* What to do *
Your answer should be the lines below from the one holding "All rights reserved." through the one holding "Every provider goes", copied exactly and with nothing else.

*** Opening Provided records ***

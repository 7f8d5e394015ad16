/*
 * Copyright (c) Huawei Technologies Co., Ltd. 2025. All rights reserved.
 * Wallet Pass Service is licensed under the Mulan PSL v2.
 * You can use this software according to the terms and conditions of the Mulan PSL v2.
 * You may obtain a copy of Mulan PSL v2 at:
 *     http://license.coscl.org.cn/MulanPSL2
 * THIS SOFTWARE IS PROVIDED ON AN "AS IS" BASIS, WITHOUT WARRANTIES OF ANY KIND, EITHER EXPRESS OR
 * IMPLIED, INCLUDING BUT NOT LIMITED TO NON-INFRINGEMENT, MERCHANTABILITY OR FIT FOR A PARTICULAR
 * PURPOSE.
 * See the Mulan PSL v2 for more details.
 */

//! Provisioning steps behind the HTTP handlers.
//!
//! Every provider goes through the same two steps: its `ProviderAdapter`
//! builds a `ProviderFlow`, then `deliver` turns the flow into what the
//! caller hands to the user. Registry writes run on a detached task and the
//! handler awaits its handle, so a client that disconnects does not cancel a
//! half-finished upsert.

use std::sync::Arc;

use log::info;
use provider::{
    CardProfile, ProviderAdapter, ProviderFlow, PullReference, PushPayload, SamsungCardFields, ValidationError,
};
use registry::{WalletClassDescriptor, WalletObjectRecord};
use token_management::CardToken;

use crate::state::{AppState, GoogleProvisioning};
use crate::utils::api_error::ApiError;

#[derive(Debug, Clone, PartialEq, Eq)]
pub struct ProvisionedPass {
    pub object_id: String,
    pub save_url: String,
}

/// Result of a delivered flow
#[derive(Debug, Clone, PartialEq)]
pub enum Delivery {
    SaveLink(ProvisionedPass),
    CardToken(CardToken),
    PullLink(PullReference),
}

fn unexpected(adapter: &dyn ProviderAdapter, delivery: &Delivery) -> ApiError {
    ApiError::Internal(format!("{} adapter delivered {:?}", adapter.name(), delivery))
}

/// Builds the adapter's flow for `profile` and delivers it.
pub async fn provision(
    state: &AppState,
    adapter: &dyn ProviderAdapter,
    profile: &CardProfile,
) -> Result<Delivery, ApiError> {
    let flow = adapter.build(profile)?;
    deliver(state, adapter, flow).await
}

/// Push flows are signed, registry payloads are written first, pull flows
/// are registered for the provider's later fetch.
pub async fn deliver(state: &AppState, adapter: &dyn ProviderAdapter, flow: ProviderFlow) -> Result<Delivery, ApiError> {
    if flow.kind() != adapter.flow_kind() {
        return Err(ApiError::Internal(format!("{} adapter produced a {:?} flow", adapter.name(), flow.kind())));
    }
    match flow {
        ProviderFlow::Push(PushPayload::Registry { class, object }) => {
            Ok(Delivery::SaveLink(save_to_registry(state.google()?, class, object).await?))
        },
        ProviderFlow::Push(PushPayload::Embedded { card }) => Ok(Delivery::CardToken(state.samsung.signer.sign(card)?)),
        ProviderFlow::Pull(reference) => {
            state.fetch.register(&reference).await.map_err(|e| ApiError::Internal(e.to_string()))?;
            Ok(Delivery::PullLink(reference))
        },
    }
}

async fn save_to_registry(
    google: Arc<GoogleProvisioning>,
    class: WalletClassDescriptor,
    object: WalletObjectRecord,
) -> Result<ProvisionedPass, ApiError> {
    if google.embed_objects {
        let object_id = object.id.clone();
        let embedded = object.to_registry_json();
        let registry = google.registry.clone();
        let handle = actix_web::rt::spawn(async move { registry.ensure_class(&class).await });
        handle.await.map_err(|e| ApiError::Internal(format!("registry task failed: {}", e)))??;
        let save_url = google.signer.mint_with_objects(vec![embedded], &google.audience, &google.origins)?;
        info!("pass {} provisioned inside its save token", object_id);
        return Ok(ProvisionedPass { object_id, save_url });
    }
    let object_id = write_to_registry(google.clone(), class, object).await?;
    let save_url = google.signer.mint(&object_id, &google.audience, &google.origins)?;
    info!("pass {} provisioned", object_id);
    Ok(ProvisionedPass { object_id, save_url })
}

async fn write_to_registry(
    google: Arc<GoogleProvisioning>,
    class: WalletClassDescriptor,
    object: WalletObjectRecord,
) -> Result<String, ApiError> {
    let registry = google.registry.clone();
    let handle = actix_web::rt::spawn(async move {
        registry.ensure_class(&class).await?;
        registry.upsert_object(&object).await
    });
    let object_id = handle.await.map_err(|e| ApiError::Internal(format!("registry task failed: {}", e)))??;
    Ok(object_id)
}

/// Google push: an explicit user id wins over the one derived from the
/// profile's public card url.
pub async fn provision_pass(
    state: &AppState,
    user_id: Option<&str>,
    profile: &CardProfile,
) -> Result<ProvisionedPass, ApiError> {
    let google = state.google()?;
    let delivery = match user_id {
        Some(user_id) => {
            let flow = google.adapter.build_for_user(Some(user_id), profile)?;
            deliver(state, &google.adapter, flow).await?
        },
        None => provision(state, &google.adapter, profile).await?,
    };
    match delivery {
        Delivery::SaveLink(pass) => Ok(pass),
        other => Err(unexpected(&google.adapter, &other)),
    }
}

/// Replaces an existing user's object with the submitted profile. The object
/// is always written to the registry, even when save tokens embed objects.
pub async fn update_pass(
    google: Arc<GoogleProvisioning>,
    user_id: Option<&str>,
    profile: &CardProfile,
) -> Result<String, ApiError> {
    let user_id = user_id.map(str::trim).filter(|id| !id.is_empty()).ok_or_else(|| ValidationError::missing("userId required"))?;
    match google.adapter.build_for_user(Some(user_id), profile)? {
        ProviderFlow::Push(PushPayload::Registry { class, object }) => write_to_registry(google, class, object).await,
        other => Err(ApiError::Internal(format!("google adapter produced a {:?} flow", other.kind()))),
    }
}

pub async fn init_class(google: Arc<GoogleProvisioning>) -> Result<String, ApiError> {
    let class = google.adapter.class_descriptor();
    let registry = google.registry.clone();
    let handle = actix_web::rt::spawn(async move { registry.ensure_class(&class).await });
    let class_id = handle.await.map_err(|e| ApiError::Internal(format!("registry task failed: {}", e)))??;
    Ok(class_id)
}

/// Samsung push from loose card fields rather than a full profile.
pub async fn sign_samsung_fields(state: &AppState, fields: &SamsungCardFields) -> Result<CardToken, ApiError> {
    let push = &state.samsung.push;
    let flow = ProviderFlow::Push(PushPayload::Embedded { card: push.build_card(fields) });
    match deliver(state, push, flow).await? {
        Delivery::CardToken(token) => Ok(token),
        other => Err(unexpected(push, &other)),
    }
}

/// Samsung push from a full profile: imagery, theme and contact rows.
pub async fn sign_samsung_profile(state: &AppState, profile: &CardProfile) -> Result<CardToken, ApiError> {
    let push = &state.samsung.push;
    match provision(state, push, profile).await? {
        Delivery::CardToken(token) => Ok(token),
        other => Err(unexpected(push, &other)),
    }
}

/// Mints a pull reference and stores its REGISTERED record.
pub async fn register_pull(state: &AppState, profile: &CardProfile) -> Result<PullReference, ApiError> {
    let pull = &state.samsung.pull;
    match provision(state, pull, profile).await? {
        Delivery::PullLink(reference) => Ok(reference),
        other => Err(unexpected(pull, &other)),
    }
}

*** Closing Provided records ***

* Exercise output *
 * Copyright (c) Huawei Technologies Co., Ltd. 2025. All rights reserved.
 * Wallet Pass Service is licensed under the Mulan PSL v2.
 * You can use this software according to the terms and conditions of the Mulan PSL v2.
 * You may obtain a copy of Mulan PSL v2 at:
 *     http://license.coscl.org.cn/MulanPSL2
 * THIS SOFTWARE IS PROVIDED ON AN "AS IS" BASIS, WITHOUT WARRANTIES OF ANY KIND, EITHER EXPRESS OR
 * IMPLIED, INCLUDING BUT NOT LIMITED TO NON-INFRINGEMENT, MERCHANTABILITY OR FIT FOR A PARTICULAR
 * PURPOSE.
 * See the Mulan PSL v2 for more details.
 */

//! Provisioning steps behind the HTTP handlers.
//!
//! Every provider goes through the same two steps: its `ProviderAdapter`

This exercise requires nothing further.